Pour comprendre la logistique dans les conflits contemporains, il fallait partir de l'histoire, grâce à l'excellente intervention de G. Lasconjarias (IRSEM). Le livre se poursuit par une réflexion théorique sur la logistique dans l'art de la guerre, donnée par B. Bihan (AGS).
Plusieurs cas ont alors été analysés pour illustrer le rôle de la logistique dans des conflits récents : Le CV (R) Heudeline montre l'importance de la log dans l'insurrection tamoule (et comment la destruction de cette ligne logistique entraîne la défaite des Tamouls) ; St. Taillat (AGS et CREC) évoque le cas irakien sous deux aspects, celui de la bataille des convois et de la bataille des ceintures ; le LCL Thépenier décrit son expérience au BCS en Afghanistan; et Cl; Major (SPW) rapelle les défis logistiques des opérations EUFOR.
La deuxième partie donne la parole aux professionnels : le col. Jacquement, chef du J4 du CPCO ; le CCL Legendre, responsable des externalisations à l'EMA; le col Guéguen, responsable du soutien au CFT de Lille ; Le GDI Pinaud, chef de la division SLI à l'EMA.
La troisième partie s'attache à explorer la réalisation conjointe de la logistique entre armée et privé : F. Brétaudeau, d'EADS, s'interroge sur la maîtrise de l'information logistique; le GCA Verhaeghe, directeur de la SIMMAD, évoque le MCO; L. Maury (Thalès) distingue la logistique et le soutien; l'IGA Dufour (DGA, SMO) parle du soutien initial commun. Enfin, Ch. Laroque (DCMAT) décrit les relations avec la NAMSA, l’agence spécialisée de l'OTAN.
La quatrième partie s'intéresse à la logistique privée et ses apports à la défense : GH Bricet des Vallons (institut Choiseul) décrit longuement le mécanisme d'externalisation américaine en Afghanistan, qui conduit à une perte de contrôle des opérations par l'armée américaine; le GDI Beyries (EDA) évoque le cas de CAPES France, l’externalisation maison pratiquée avec l’Économat des armées ; J. Aymé expose les procédures et l'ambition du GIE Access, qui réunit des PME françaises s'associant pour répondre aux marchés des organisations internationales, et tout d'abord de l'ONU; Ph P Dornier (Newton Vaureal) termine en évoquant la question des partenariats logistiques.

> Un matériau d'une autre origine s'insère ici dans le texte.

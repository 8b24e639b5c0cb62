//! Error types for register-map operations

use thiserror::Error;

use crate::field::AccessMode;

/// Result type alias for register-map operations
pub type Result<T> = std::result::Result<T, RegMapError>;

/// Errors that can occur while defining or accessing register fields
#[derive(Debug, Error)]
pub enum RegMapError {
    /// A field or command with this name is already defined on the device
    #[error("duplicate field name on {device}: {name}")]
    DuplicateFieldName {
        /// Device being populated
        device: String,
        /// Name that was already taken
        name: String,
    },

    /// No field or command with this name exists on the device
    #[error("unknown field: {name}")]
    UnknownField {
        /// Requested name
        name: String,
    },

    /// The operation is not permitted by the field's access mode
    #[error("field {name} is {mode} and cannot be {operation}")]
    InvalidAccess {
        /// Field name
        name: String,
        /// Declared access mode
        mode: AccessMode,
        /// What the caller tried to do ("read" or "written")
        operation: &'static str,
    },

    /// A label was written that the field's enum map does not contain
    #[error("field {name} has no enum label {label:?}")]
    UnknownEnumLabel {
        /// Field name
        name: String,
        /// Label that failed to resolve
        label: String,
    },

    /// Read-back after a verified write did not match the intended value
    #[error("verify mismatch on {name}: wrote {wrote:#x}, read back {read_back:#x}")]
    VerifyMismatch {
        /// Field name
        name: String,
        /// Value the write intended
        wrote: u32,
        /// Value the read-back produced
        read_back: u32,
    },

    /// The raw value does not fit in the field's bit window
    #[error("value {value:#x} does not fit in {name} ({bit_width} bits)")]
    ValueTooWide {
        /// Field name
        name: String,
        /// Offending value
        value: u32,
        /// Width of the field's bit window
        bit_width: u8,
    },

    /// The bit window is malformed (zero width or extends past bit 31)
    #[error("invalid bit window for {name}: offset {bit_offset}, width {bit_width}")]
    InvalidWindow {
        /// Field name
        name: String,
        /// Declared bit offset
        bit_offset: u8,
        /// Declared bit width
        bit_width: u8,
    },

    /// Register address outside the device's register space
    #[error("address {address:#06x} outside register space of {size:#x} bytes")]
    AddressOutOfRange {
        /// Offending byte address
        address: u32,
        /// Size of the register space in bytes
        size: u32,
    },

    /// Register address is not aligned to a 32-bit word
    #[error("address {address:#06x} is not 32-bit aligned")]
    UnalignedAddress {
        /// Offending byte address
        address: u32,
    },

    /// A bulk-load table row could not be parsed
    #[error("table row {line}: {reason}")]
    MalformedRow {
        /// 1-based line number in the input
        line: usize,
        /// What went wrong
        reason: String,
    },

    /// I/O error reading a bulk-load file
    #[error("I/O error: {source}")]
    Io {
        /// Underlying I/O error
        #[from]
        source: std::io::Error,
    },
}

impl RegMapError {
    /// Create a duplicate field name error
    pub fn duplicate(device: impl Into<String>, name: impl Into<String>) -> Self {
        Self::DuplicateFieldName {
            device: device.into(),
            name: name.into(),
        }
    }

    /// Create an unknown field error
    pub fn unknown_field(name: impl Into<String>) -> Self {
        Self::UnknownField { name: name.into() }
    }

    /// Create an invalid access error
    pub fn invalid_access(name: impl Into<String>, mode: AccessMode, operation: &'static str) -> Self {
        Self::InvalidAccess {
            name: name.into(),
            mode,
            operation,
        }
    }

    /// Create an unknown enum label error
    pub fn unknown_label(name: impl Into<String>, label: impl Into<String>) -> Self {
        Self::UnknownEnumLabel {
            name: name.into(),
            label: label.into(),
        }
    }

    /// Create a malformed table row error
    pub fn malformed_row(line: usize, reason: impl Into<String>) -> Self {
        Self::MalformedRow {
            line,
            reason: reason.into(),
        }
    }
}
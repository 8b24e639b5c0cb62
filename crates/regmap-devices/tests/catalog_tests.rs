//! Catalogue-level checks: the transcribed tables build, spot-checked
//! entries match the reference manuals, and the special-cased fields
//! behave over an in-memory space

use std::collections::HashMap;

use regmap_core::{AccessMode, DeviceBuilder, MemSpace, RegisterSpace, Value};
use regmap_devices::{catalogue, catalogue_names, gige_mac, si5345, GIGE_MAC_SIZE, SI5345_SIZE};

/// No two fields may claim the same bits of a register. The builder
/// does not police this at runtime, so the suite does. Commands are
/// exempt: strobe bits legitimately share registers with fields.
fn assert_no_overlaps(b: &DeviceBuilder) {
    let mut claimed: HashMap<u32, (u32, String)> = HashMap::new();
    for f in b.fields() {
        let entry = claimed.entry(f.address()).or_insert((0, String::new()));
        assert_eq!(
            entry.0 & f.mask(),
            0,
            "{} overlaps {} at {:#x}",
            f.name(),
            entry.1,
            f.address()
        );
        entry.0 |= f.mask();
        entry.1.push_str(f.name());
        entry.1.push(' ');
    }
}

#[test]
fn si5345_table_has_no_overlapping_fields() {
    assert_no_overlaps(&si5345().unwrap());
}

#[test]
fn gige_mac_table_has_no_overlapping_fields() {
    assert_no_overlaps(&gige_mac().unwrap());
}

#[test]
fn si5345_spot_checks_against_reference_manual() {
    let b = si5345().unwrap();
    let by_name: HashMap<&str, _> = b.fields().map(|f| (f.name(), f)).collect();

    // Addresses are register indices shifted into byte addressing
    let grade = by_name["GRADE"];
    assert_eq!(grade.address(), 0x0004 << 2);
    assert_eq!(grade.mode(), AccessMode::ReadOnly);

    let oof = by_name["OOF"];
    assert_eq!(oof.address(), 0x000D << 2);
    assert_eq!(oof.bit_offset(), 4);
    assert_eq!(oof.bit_width(), 4);

    // The R dividers step by three registers
    for (r, index) in [(0, 0x024Au32), (3, 0x0253), (4, 0x0256), (9, 0x0268)] {
        let f = by_name[format!("R{r}_REG[0]").as_str()];
        assert_eq!(f.address(), index << 2, "R{r}_REG[0]");
    }

    // OUT9 skips a register relative to the five-register stride
    assert_eq!(by_name["OUT_PDN[8]"].address(), (0x0108 + 5 * 8) << 2);
    assert_eq!(by_name["OUT_PDN[9]"].address(), (0x0108 + 5 * 9 + 5) << 2);
}

#[test]
fn si5345_fixed_fields_are_write_only_and_unverified() {
    let b = si5345().unwrap();
    for name in ["STATUS_FLG_RESERVED", "M_FRAC_MODE", "M_FRAC_RESERVED", "HSW_MODE", "HSW_PHMEAS_CTRL"] {
        let f = b.fields().find(|f| f.name() == name).unwrap();
        assert_eq!(f.mode(), AccessMode::WriteOnly, "{name}");
        assert!(f.fixed_value().is_some(), "{name}");
        assert!(f.is_hidden(), "{name}");
        assert!(!f.verify_after_write(), "{name}");
    }
}

#[test]
fn si5345_hidden_fields_are_excluded_from_default_listing() {
    let b = si5345().unwrap();
    let visible = b.fields().filter(|f| !f.is_hidden()).count();
    let hidden = b.fields().filter(|f| f.is_hidden()).count();
    assert!(hidden > 50, "got {hidden}");
    assert!(visible > hidden, "got {visible} visible, {hidden} hidden");
}

#[test]
fn si5345_toggle_leaves_strobe_register_clear() {
    let mut clock = si5345().unwrap().attach(MemSpace::new(SI5345_SIZE));
    clock.write("PDN", true).unwrap();
    clock.execute("SYNC").unwrap(); // shares register 0x001E with PDN
    assert_eq!(clock.space_mut().read32(0x001E << 2).unwrap(), 0b01);
    assert_eq!(clock.read("PDN").unwrap(), Value::Raw(1));
}

#[test]
fn si5345_enum_translation_round_trip() {
    let mut clock = si5345().unwrap().attach(MemSpace::new(SI5345_SIZE));
    clock.write("CLK_SWTCH_MODE", "automatic_revertive").unwrap();
    assert_eq!(
        clock.read("CLK_SWTCH_MODE").unwrap(),
        Value::Label("automatic_revertive".into())
    );
    clock.write("IN_PRIORITY[2]", "priority 1").unwrap();
    assert_eq!(clock.read_raw("IN_PRIORITY[2]").unwrap(), 1);
}

#[test]
fn gige_mac_spot_checks() {
    let b = gige_mac().unwrap();
    let by_name: HashMap<&str, _> = b.fields().map(|f| (f.name(), f)).collect();

    // This block is byte addressed; nothing is shifted
    assert_eq!(by_name["StatusCounters[8]"].address(), 0x20);
    assert_eq!(by_name["StatusVector"].address(), 0x100);
    assert_eq!(by_name["StatusVector"].bit_width(), 9);
    assert_eq!(by_name["RollOverEn"].mode(), AccessMode::ReadWrite);
    assert_eq!(by_name["HardReset"].mode(), AccessMode::WriteOnly);
}

#[test]
fn gige_mac_counters_are_read_only() {
    let mut mac = gige_mac().unwrap().attach(MemSpace::new(GIGE_MAC_SIZE));
    mac.space_mut().write32(0x08, 0x1234).unwrap();
    assert_eq!(mac.read_raw("StatusCounters[2]").unwrap(), 0x1234);
    assert!(mac.write("StatusCounters[2]", 0u32).is_err());
}

#[test]
fn lookup_by_name_matches_direct_constructors() {
    for (name, size) in catalogue_names() {
        let b = catalogue(name).expect("listed catalogue must resolve").unwrap();
        assert_eq!(b.size(), *size, "{name}");
        assert!(b.field_count() > 0, "{name}");
    }
    assert!(catalogue("si5399").is_none());
}
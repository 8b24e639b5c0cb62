//! Register-space transport seam
//!
//! A device does not own its register space — real hardware sits behind
//! I2C/SPI/SMBus bridges supplied by the host environment. Everything the
//! model needs from the transport is 32-bit word access at byte
//! addresses, captured by [`RegisterSpace`]. [`MemSpace`] is the software
//! stand-in: a plain in-memory register file, good for CI and for
//! dry-running configuration exports without hardware.

use crate::error::{RegMapError, Result};

/// Byte-addressable 32-bit register access
///
/// Every operation blocks until the underlying read or write completes.
/// Retry and timeout policy, if any, belongs to the implementation; the
/// register-map model never retries.
pub trait RegisterSpace {
    /// Read the 32-bit register at `address` (byte offset, 4-aligned)
    ///
    /// # Errors
    ///
    /// Returns an error if the transport fails or rejects the address.
    fn read32(&mut self, address: u32) -> Result<u32>;

    /// Write the 32-bit register at `address` (byte offset, 4-aligned)
    ///
    /// # Errors
    ///
    /// Returns an error if the transport fails or rejects the address.
    fn write32(&mut self, address: u32, value: u32) -> Result<()>;
}

/// In-memory register file
///
/// Bounds-checked and alignment-checked; registers power up as zero.
#[derive(Debug, Clone)]
pub struct MemSpace {
    words: Vec<u32>,
}

impl MemSpace {
    /// Create a zeroed register space of `size` bytes (rounded up to a
    /// whole number of 32-bit words)
    #[must_use]
    pub fn new(size: u32) -> Self {
        let words = vec![0u32; (size as usize).div_ceil(4)];
        Self { words }
    }

    /// Size of the space in bytes
    #[must_use]
    pub fn size(&self) -> u32 {
        (self.words.len() * 4) as u32
    }

    fn index(&self, address: u32) -> Result<usize> {
        if address % 4 != 0 {
            return Err(RegMapError::UnalignedAddress { address });
        }
        let index = (address / 4) as usize;
        if index >= self.words.len() {
            return Err(RegMapError::AddressOutOfRange {
                address,
                size: self.size(),
            });
        }
        Ok(index)
    }
}

impl RegisterSpace for MemSpace {
    fn read32(&mut self, address: u32) -> Result<u32> {
        let index = self.index(address)?;
        Ok(self.words[index])
    }

    fn write32(&mut self, address: u32, value: u32) -> Result<()> {
        let index = self.index(address)?;
        self.words[index] = value;
        Ok(())
    }
}

impl<S: RegisterSpace + ?Sized> RegisterSpace for &mut S {
    fn read32(&mut self, address: u32) -> Result<u32> {
        (**self).read32(address)
    }

    fn write32(&mut self, address: u32, value: u32) -> Result<()> {
        (**self).write32(address, value)
    }
}

#[cfg(test)]
mod tests {
    use super::*;

    #[test]
    fn roundtrip() {
        let mut space = MemSpace::new(0x100);
        space.write32(0x10, 0xAB).unwrap();
        assert_eq!(space.read32(0x10).unwrap(), 0xAB);
        assert_eq!(space.read32(0x14).unwrap(), 0);
    }

    #[test]
    fn out_of_range_rejected() {
        let mut space = MemSpace::new(0x10);
        let err = space.write32(0x10, 1).unwrap_err();
        assert!(matches!(err, RegMapError::AddressOutOfRange { address: 0x10, .. }));
    }

    #[test]
    fn unaligned_rejected() {
        let mut space = MemSpace::new(0x10);
        let err = space.read32(0x3).unwrap_err();
        assert!(matches!(err, RegMapError::UnalignedAddress { address: 0x3 }));
    }

    #[test]
    fn size_rounds_up_to_words() {
        let space = MemSpace::new(0x7);
        assert_eq!(space.size(), 0x8);
    }
}
//! Field descriptors: named bit windows into 32-bit registers
//!
//! A `FieldDef` is pure metadata — it names a contiguous bit range inside
//! one register, its access mode, and how its raw value is presented
//! (plain integer, hex, boolean, or an enumerated label). The descriptor
//! never touches the transport; `Device` does that.

use std::collections::{BTreeMap, HashMap};
use std::fmt;

/// Field access mode, as declared in the device datasheet
#[derive(Debug, Clone, Copy, PartialEq, Eq)]
pub enum AccessMode {
    /// Read-only status field
    ReadOnly,
    /// Write-only control field (no read-back possible)
    WriteOnly,
    /// Read-write configuration field
    ReadWrite,
}

impl AccessMode {
    /// Whether a read of the containing register is permitted
    #[must_use]
    pub const fn can_read(self) -> bool {
        !matches!(self, Self::WriteOnly)
    }

    /// Whether a write to the containing register is permitted
    #[must_use]
    pub const fn can_write(self) -> bool {
        !matches!(self, Self::ReadOnly)
    }
}

impl fmt::Display for AccessMode {
    fn fmt(&self, f: &mut fmt::Formatter<'_>) -> fmt::Result {
        // Datasheet notation
        match self {
            Self::ReadOnly => write!(f, "RO"),
            Self::WriteOnly => write!(f, "WO"),
            Self::ReadWrite => write!(f, "RW"),
        }
    }
}

/// Display/interpretation base for a field's raw value
#[derive(Debug, Clone, Copy, PartialEq, Eq, Default)]
pub enum ValueBase {
    /// Unsigned integer
    #[default]
    Uint,
    /// Hexadecimal
    Hex,
    /// Single-bit boolean
    Bool,
    /// Enumerated label (see [`EnumMap`])
    Label,
}

/// Mapping between raw field values and human-readable labels
///
/// The reverse map is built once here, at definition time, so label
/// writes don't scan the forward map per call.
#[derive(Debug, Clone, Default)]
pub struct EnumMap {
    forward: BTreeMap<u32, String>,
    reverse: HashMap<String, u32>,
}

impl EnumMap {
    /// Build from `(raw, label)` pairs
    #[must_use]
    pub fn from_pairs(pairs: &[(u32, &str)]) -> Self {
        let mut forward = BTreeMap::new();
        let mut reverse = HashMap::new();
        for &(raw, label) in pairs {
            forward.insert(raw, label.to_string());
            reverse.insert(label.to_string(), raw);
        }
        Self { forward, reverse }
    }

    /// Label for a raw value, if the value is in the map's domain
    #[must_use]
    pub fn label(&self, raw: u32) -> Option<&str> {
        self.forward.get(&raw).map(String::as_str)
    }

    /// Raw value for a label, if the label exists
    #[must_use]
    pub fn raw(&self, label: &str) -> Option<u32> {
        self.reverse.get(label).copied()
    }

    /// Iterate `(raw, label)` pairs in raw-value order
    pub fn iter(&self) -> impl Iterator<Item = (u32, &str)> {
        self.forward.iter().map(|(&raw, label)| (raw, label.as_str()))
    }

    /// Number of mapped values
    #[must_use]
    pub fn len(&self) -> usize {
        self.forward.len()
    }

    /// Whether the map is empty
    #[must_use]
    pub fn is_empty(&self) -> bool {
        self.forward.is_empty()
    }
}

/// A typed application-level value for a field
///
/// Reads return `Label` when the field has an enum map and the raw value
/// is in its domain, `Raw` otherwise. Writes accept either form.
#[derive(Debug, Clone, PartialEq, Eq)]
pub enum Value {
    /// Raw register value
    Raw(u32),
    /// Enumerated label
    Label(String),
}

impl From<u32> for Value {
    fn from(raw: u32) -> Self {
        Self::Raw(raw)
    }
}

impl From<&str> for Value {
    fn from(label: &str) -> Self {
        Self::Label(label.to_string())
    }
}

impl From<String> for Value {
    fn from(label: String) -> Self {
        Self::Label(label)
    }
}

impl From<bool> for Value {
    fn from(bit: bool) -> Self {
        Self::Raw(u32::from(bit))
    }
}

impl fmt::Display for Value {
    fn fmt(&self, f: &mut fmt::Formatter<'_>) -> fmt::Result {
        match self {
            Self::Raw(raw) => write!(f, "{raw:#x}"),
            Self::Label(label) => write!(f, "{label}"),
        }
    }
}

/// Descriptor for one named bit field
///
/// `address` is a byte offset into the device's register space, always
/// aligned to a 32-bit register (the catalogues shift a logical register
/// index left by 2). The bit window is little-endian within the register
/// and must satisfy `bit_offset + bit_width <= 32`.
#[derive(Debug, Clone)]
pub struct FieldDef {
    pub(crate) name: String,
    pub(crate) description: String,
    pub(crate) address: u32,
    pub(crate) bit_offset: u8,
    pub(crate) bit_width: u8,
    pub(crate) mode: AccessMode,
    pub(crate) base: ValueBase,
    pub(crate) enums: Option<EnumMap>,
    pub(crate) fixed_value: Option<u32>,
    pub(crate) hidden: bool,
    pub(crate) verify: bool,
}

impl FieldDef {
    /// Define a field at `address` with the given bit window and mode
    ///
    /// The window must satisfy `bit_width >= 1` and
    /// `bit_offset + bit_width <= 32`. The descriptor does not check this
    /// itself; [`crate::DeviceBuilder::field`] rejects bad geometry, and
    /// the mask helpers below assume it holds (a wider window overflows
    /// the shift).
    #[must_use]
    pub fn new(name: &str, address: u32, bit_offset: u8, bit_width: u8, mode: AccessMode) -> Self {
        Self {
            name: name.to_string(),
            description: String::new(),
            address,
            bit_offset,
            bit_width,
            mode,
            base: ValueBase::Uint,
            enums: None,
            fixed_value: None,
            hidden: false,
            verify: true,
        }
    }

    /// Attach a datasheet description
    #[must_use]
    pub fn describe(mut self, description: &str) -> Self {
        self.description = description.to_string();
        self
    }

    /// Set the display base
    #[must_use]
    pub fn base(mut self, base: ValueBase) -> Self {
        self.base = base;
        self
    }

    /// Attach an enum map from `(raw, label)` pairs; implies `ValueBase::Label`
    #[must_use]
    pub fn labels(mut self, pairs: &[(u32, &str)]) -> Self {
        self.enums = Some(EnumMap::from_pairs(pairs));
        self.base = ValueBase::Label;
        self
    }

    /// Mark the value as fixed by hardware contract (not user-settable)
    #[must_use]
    pub fn fixed(mut self, value: u32) -> Self {
        self.fixed_value = Some(value);
        self
    }

    /// Hide the field from default display surfaces
    #[must_use]
    pub fn hidden(mut self) -> Self {
        self.hidden = true;
        self
    }

    /// Skip read-back verification after writes (self-clearing or
    /// side-effecting bits)
    #[must_use]
    pub fn no_verify(mut self) -> Self {
        self.verify = false;
        self
    }

    /// Field name
    #[must_use]
    pub fn name(&self) -> &str {
        &self.name
    }

    /// Datasheet description
    #[must_use]
    pub fn description(&self) -> &str {
        &self.description
    }

    /// Byte address of the containing register
    #[must_use]
    pub const fn address(&self) -> u32 {
        self.address
    }

    /// Bit offset of the window within the register
    #[must_use]
    pub const fn bit_offset(&self) -> u8 {
        self.bit_offset
    }

    /// Bit width of the window
    #[must_use]
    pub const fn bit_width(&self) -> u8 {
        self.bit_width
    }

    /// Access mode
    #[must_use]
    pub const fn mode(&self) -> AccessMode {
        self.mode
    }

    /// Display base
    #[must_use]
    pub const fn value_base(&self) -> ValueBase {
        self.base
    }

    /// Enum map, if one is attached
    #[must_use]
    pub const fn enums(&self) -> Option<&EnumMap> {
        self.enums.as_ref()
    }

    /// Hardware-fixed value, if declared
    #[must_use]
    pub const fn fixed_value(&self) -> Option<u32> {
        self.fixed_value
    }

    /// Whether the field is hidden from default display
    #[must_use]
    pub const fn is_hidden(&self) -> bool {
        self.hidden
    }

    /// Whether writes are verified by read-back
    #[must_use]
    pub const fn verify_after_write(&self) -> bool {
        self.verify
    }

    /// Largest raw value the window can hold
    #[must_use]
    pub const fn max_value(&self) -> u32 {
        if self.bit_width >= 32 {
            u32::MAX
        } else {
            (1u32 << self.bit_width) - 1
        }
    }

    /// Window mask positioned within the register
    ///
    /// Assumes the window invariant from [`FieldDef::new`], as do
    /// [`FieldDef::extract`] and [`FieldDef::insert`].
    #[must_use]
    pub const fn mask(&self) -> u32 {
        self.max_value() << self.bit_offset
    }

    /// Extract this field's raw value from a register word
    #[must_use]
    pub const fn extract(&self, word: u32) -> u32 {
        (word >> self.bit_offset) & self.max_value()
    }

    /// Mask this field's raw value into a register word, preserving
    /// sibling bits
    #[must_use]
    pub const fn insert(&self, word: u32, value: u32) -> u32 {
        (word & !self.mask()) | ((value & self.max_value()) << self.bit_offset)
    }
}

#[cfg(test)]
mod tests {
    use super::*;

    #[test]
    fn window_mask_math() {
        let f = FieldDef::new("OOF", 0x0D << 2, 4, 4, AccessMode::ReadOnly);
        assert_eq!(f.max_value(), 0xF);
        assert_eq!(f.mask(), 0xF0);
        assert_eq!(f.extract(0xA5), 0xA);
        assert_eq!(f.insert(0xA5, 0x3), 0x35);
    }

    #[test]
    fn full_width_window() {
        let f = FieldDef::new("COUNTER", 0x00, 0, 32, AccessMode::ReadOnly);
        assert_eq!(f.max_value(), u32::MAX);
        assert_eq!(f.mask(), u32::MAX);
        assert_eq!(f.extract(0xDEAD_BEEF), 0xDEAD_BEEF);
    }

    #[test]
    fn insert_preserves_siblings() {
        let lo = FieldDef::new("LO", 0x00, 0, 1, AccessMode::ReadWrite);
        let hi = FieldDef::new("HI", 0x00, 1, 1, AccessMode::ReadWrite);
        let word = hi.insert(0, 1);
        let word = lo.insert(word, 1);
        assert_eq!(word, 0b11);
        let word = lo.insert(word, 0);
        assert_eq!(hi.extract(word), 1);
    }

    #[test]
    fn enum_reverse_lookup_built_once() {
        let map = EnumMap::from_pairs(&[(0, "2ms"), (1, "100ms"), (2, "200ms"), (3, "1000ms")]);
        assert_eq!(map.raw("200ms"), Some(2));
        assert_eq!(map.label(3), Some("1000ms"));
        assert_eq!(map.label(7), None);
        assert_eq!(map.raw("5ms"), None);
        assert_eq!(map.len(), 4);
    }

    #[test]
    fn value_conversions() {
        assert_eq!(Value::from(3u32), Value::Raw(3));
        assert_eq!(Value::from("IN0"), Value::Label("IN0".to_string()));
        assert_eq!(Value::from(true), Value::Raw(1));
        assert_eq!(Value::Raw(0xAB).to_string(), "0xab");
    }
}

Outre la conclusion de Pierre Pascallon qui apporte son regard d'économiste, le lecteur appréciera deux bonus : tout d'abord une liste des acronymes ; ensuite et surtout une bibliographie qui est, à ma connaissance, la première établie sur le sujet.
Il y a ainsi énormément d'idées et de faits dans cet ouvrage. On peut risquer le mot de "référence" car c'est le seul livre récent (depuis Maurice Suire et ses "Comptes de la cuisinière", nous ne savons pas d'ouvrage stratégique sur la logistique) : autant dire qu'il intéressera :
- les spécialistes de la logistique militaire, qu'ils soient confirmés ou débutants
- les logisticiens civils, qui veulent soit s’inspirer de la logistique militaire, soit examiner les perspectives de marchés de sous-traitance
- les stratégistes généralistes qui souhaitent disposer d'une référence sur cet aspect, et qui ne se contentent pas des pages du Coutau-Bégarie finalement assez pauvres en la matière
- les fans d'égéa, d'AGS et de P&P qui ne seraient dans aucune des catégories précédentes
- les esprits généreux décidés à favoriser au hasard les "bonnes œuvres" (car cette ouvrage est une œuvre de grande qualité)
- et, comme il est marqué au dos de la plupart des ouvrages zarbis que vous feuilletez à la FNAC, le grand public cultivé qui s'intéresse au grandes questions du monde.
Quatrième de couverture
La logistique constitue une des trois fonctions stratégiques universelles avec le commandement et le renseignement. Méconnue, elle est toutefois intimement associée à la manœuvre interarmes. L’apparition des guerres industrielles est d’ailleurs allée de pair avec son développement. Les évolutions récentes l’amènent à répondre à deux traits essentiels, celui de l’internationalisation et celui de l’externalisation.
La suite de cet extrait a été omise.